The face of the lay figure had, been turned toward her, all the time. There was no face.

She woke up, not screaming, but moaning as if sexually aroused.

Itague was bored. This Black Mass had attracted the usual complement of nervous and blasé. Porcépic's music was striking, as usual; highly dissonant. Lately he had been experimenting with African polyrhythyms. Afterward, Gerfaut the writer sat by a window, discoursing on how for some reason the young girl - adolescent or younger - had again become the mode in erotic fiction. Gerfaut had two or three chins, sat erect and spoke pedantically, though he had only Itague for an audience.

Itague didn't really want to talk with Gerfaut. He wanted to watch the woman who had come with them. She sat now in a side pew with one of the acolytes, a little sculptress from Vaugirard. The woman's hand, gloveless, and decorated only with a ring, stroked the girl's temple as they spoke. From the ring there sprouted a slender female arm, fashioned in silver. The hand was cupped, and held the lady's cigarette. As Itague watched she lit another: black paper, gold crest. A small pile of stubs lay scattered beneath her shoes.
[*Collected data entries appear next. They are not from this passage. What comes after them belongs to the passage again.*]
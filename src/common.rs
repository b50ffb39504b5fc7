// src/common.rs

//! Common imports, type aliases, error types, and other globals for
//! _rlslib_ (avoids circular imports).

use std::fmt;
use std::io::Error;
use std::sync::atomic::{AtomicBool, Ordering};
use std::sync::Arc;

// ━━━━━━━━━━━━━━━━━━━━━━━━━━━━━━━━━━━━━━━━━━━━━━━━━━━━━━━━━━━━━━━━━━━━━━━━━━━━━━━━━━━━━━━━━━━━━━━━━
// file-handling
// ━━━━━━━━━━━━━━━━━━━━━━━━━━━━━━━━━━━━━━━━━━━━━━━━━━━━━━━━━━━━━━━━━━━━━━━━━━━━━━━━━━━━━━━━━━━━━━━━━

pub use std::fs::File;

/// `F`ake `Path` or `F`ile `Path`
pub type FPath = String;
pub type FileMetadata = std::fs::Metadata;
pub type FileOpenOptions = std::fs::OpenOptions;

/// File size in bytes
pub type FileSz = u64;

/// Offset into a file in bytes
pub type FileOffset = u64;

/// Sequence of Bytes
pub type Bytes = Vec<u8>;

/// General counting type
pub type Count = u64;

// ━━━━━━━━━━━━━━━━━━━━━━━━━━━━━━━━━━━━━━━━━━━━━━━━━━━━━━━━━━━━━━━━━━━━━━━━━━━━━━━━━━━━━━━━━━━━━━━━━
// Lines
// ━━━━━━━━━━━━━━━━━━━━━━━━━━━━━━━━━━━━━━━━━━━━━━━━━━━━━━━━━━━━━━━━━━━━━━━━━━━━━━━━━━━━━━━━━━━━━━━━━

/// Single-byte newLine char as u8
#[allow(non_upper_case_globals)]
pub const NLu8: u8 = 10;
/// Newline in a byte buffer
#[allow(non_upper_case_globals)]
pub const NLu8a: [u8; 1] = [NLu8];
/// Carriage return as u8, stripped from the end of CRLF lines
#[allow(non_upper_case_globals)]
pub const CRu8: u8 = 13;

// ━━━━━━━━━━━━━━━━━━━━━━━━━━━━━━━━━━━━━━━━━━━━━━━━━━━━━━━━━━━━━━━━━━━━━━━━━━━━━━━━━━━━━━━━━━━━━━━━━
// custom Result enum for chunk reading functions
// ━━━━━━━━━━━━━━━━━━━━━━━━━━━━━━━━━━━━━━━━━━━━━━━━━━━━━━━━━━━━━━━━━━━━━━━━━━━━━━━━━━━━━━━━━━━━━━━━━

/// `Result` Extended
/// for chunk reading functions
#[derive(Debug, PartialEq)]
pub enum ResultS3<T, E> {
    /// Contains the success data
    Found(T),
    /// Nothing left to read (start of file or end of file was reached),
    /// no errors happened
    Done,
    /// Contains the error value, something bad happened
    Err(E),
}

impl<T, E> ResultS3<T, E> {
    /// Returns `true` if the result is [`Found`].
    ///
    /// [`Found`]: ResultS3::Found
    #[inline(always)]
    pub const fn is_found(&self) -> bool {
        matches!(*self, ResultS3::Found(_))
    }

    /// Returns `true` if the result is [`Done`].
    ///
    /// [`Done`]: ResultS3::Done
    #[inline(always)]
    pub const fn is_done(&self) -> bool {
        matches!(*self, ResultS3::Done)
    }

    /// Returns `true` if the result is [`Err`].
    ///
    /// [`Err`]: ResultS3::Err
    #[inline(always)]
    pub const fn is_err(&self) -> bool {
        matches!(*self, ResultS3::Err(_))
    }
}

impl<T, E> fmt::Display for ResultS3<T, E>
where
    E: fmt::Display,
{
    fn fmt(&self, f: &mut fmt::Formatter<'_>) -> fmt::Result {
        match self {
            ResultS3::Found(_) => { write!(f, "ResultS3::Found") },
            ResultS3::Done => { write!(f, "ResultS3::Done") },
            ResultS3::Err(err) => { write!(f, "ResultS3::Err({})", err) },
        }
    }
}

// ━━━━━━━━━━━━━━━━━━━━━━━━━━━━━━━━━━━━━━━━━━━━━━━━━━━━━━━━━━━━━━━━━━━━━━━━━━━━━━━━━━━━━━━━━━━━━━━━━
// search errors
// ━━━━━━━━━━━━━━━━━━━━━━━━━━━━━━━━━━━━━━━━━━━━━━━━━━━━━━━━━━━━━━━━━━━━━━━━━━━━━━━━━━━━━━━━━━━━━━━━━

/// Failure of an entire search.
///
/// Partial results gathered before the failure are discarded; a search
/// either returns all of its result or one of these.
#[derive(Debug)]
pub enum SearchError {
    /// Target path does not exist or is not a regular file.
    /// Returned before any read is attempted.
    NotFound(FPath),
    /// Missing file name, or an out-of-range chunk size.
    InvalidArgument(String),
    /// A read or seek error during the search.
    IOFailure(FPath, Error),
    /// The bytes of a fully assembled line are not valid UTF-8.
    /// `fileoffset` is the offset of the first byte of that line.
    DecodeFailure {
        path: FPath,
        fileoffset: FileOffset,
    },
    /// The search was abandoned via a [`Canceller`].
    Cancelled,
}

impl SearchError {
    /// The `error_code` of a [`SearchResponse`] for this error.
    /// Values for `NotFound` and `InvalidArgument` are the values the log
    /// viewer front end expects.
    ///
    /// [`SearchResponse`]: crate::data::request::SearchResponse
    pub const fn error_code(&self) -> i32 {
        match self {
            SearchError::NotFound(_) => -1,
            SearchError::InvalidArgument(_) => 1,
            SearchError::IOFailure(_, _) => 2,
            SearchError::DecodeFailure { .. } => 3,
            SearchError::Cancelled => 4,
        }
    }
}

impl fmt::Display for SearchError {
    fn fmt(&self, f: &mut fmt::Formatter<'_>) -> fmt::Result {
        match self {
            SearchError::NotFound(path) => {
                write!(f, "File does not exist. {:?}", path)
            }
            SearchError::InvalidArgument(message) => {
                write!(f, "{}", message)
            }
            SearchError::IOFailure(path, err) => {
                write!(f, "Failed reading {:?}: {}", path, err)
            }
            SearchError::DecodeFailure { path, fileoffset } => {
                write!(f, "Line at byte offset {} of {:?} is not valid UTF-8", fileoffset, path)
            }
            SearchError::Cancelled => {
                write!(f, "Search cancelled")
            }
        }
    }
}

impl std::error::Error for SearchError {
    fn source(&self) -> Option<&(dyn std::error::Error + 'static)> {
        match self {
            SearchError::IOFailure(_, err) => Some(err),
            _ => None,
        }
    }
}

// ━━━━━━━━━━━━━━━━━━━━━━━━━━━━━━━━━━━━━━━━━━━━━━━━━━━━━━━━━━━━━━━━━━━━━━━━━━━━━━━━━━━━━━━━━━━━━━━━━
// cancellation
// ━━━━━━━━━━━━━━━━━━━━━━━━━━━━━━━━━━━━━━━━━━━━━━━━━━━━━━━━━━━━━━━━━━━━━━━━━━━━━━━━━━━━━━━━━━━━━━━━━

/// External cancellation signal for a search.
///
/// Clones share the same flag. A search polls the flag before each chunk
/// read and returns [`SearchError::Cancelled`] once it is raised.
#[derive(Clone, Debug, Default)]
pub struct Canceller {
    flag: Arc<AtomicBool>,
}

impl Canceller {
    pub fn new() -> Canceller {
        Canceller::default()
    }

    /// Raise the flag. All clones observe it.
    pub fn cancel(&self) {
        self.flag.store(true, Ordering::SeqCst);
    }

    #[inline(always)]
    pub fn is_cancelled(&self) -> bool {
        self.flag.load(Ordering::Relaxed)
    }
}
Gerfaut had been describing the plot of his latest novel. The heroine was one Doucette, thirteen and struggled within by passions she could not name.

"A child, and yet a woman," Gerfaut said. "And a quality of something eternal about her. I even confess to a certain leaning of my own that way. La Jarretiere . . ."

The old satyr.

Gerfaut at length moved away. It was nearly morning. Itague's head ached. He needed sleep, needed a woman. The lady still smoked her black cigarettes. The little sculptress lay, legs curled up on the seat, head pillowed against her companion's breasts. The black hair seemed to float like a drowned corpse's hair against the cerise tunic. The entire room and the bodies inside it - some twisted, some coupled, some awake - the scattered Hosts, the black furniture, were all bathed in an exhausted yellow light, filtered through rain clouds which refused to burst.

The lady was absorbed in burning tiny holes with the tip of her cigarette, through the skirt of the young girl. Itague watched as the pattern grew. She was writing ma fétiche, in black-rimmed holes. The sculptress wore no lingerie. So that when the lady finished the words would be spelled out by the young sheen of the girl's thighs. Defenseless? Itague wondered briefly.

II

The next day the same clouds were over the city, but it did not rain. Mélanie had awakened in the Su Feng costume, excited as soon as her eyes recognized the image in the mirror, knowing it hadn't rained. Porcépic showed up early with a guitar. He sat on the stage and sang sentimental Russian ballads about willow trees, students getting drunk and going off on sleigh-rides, the body of his love floating belly up in the Don. (A dozen young gathered round the samovar to read novels aloud: where had youth gone?) Porcépic, nostalgic, snuffled over his guitar.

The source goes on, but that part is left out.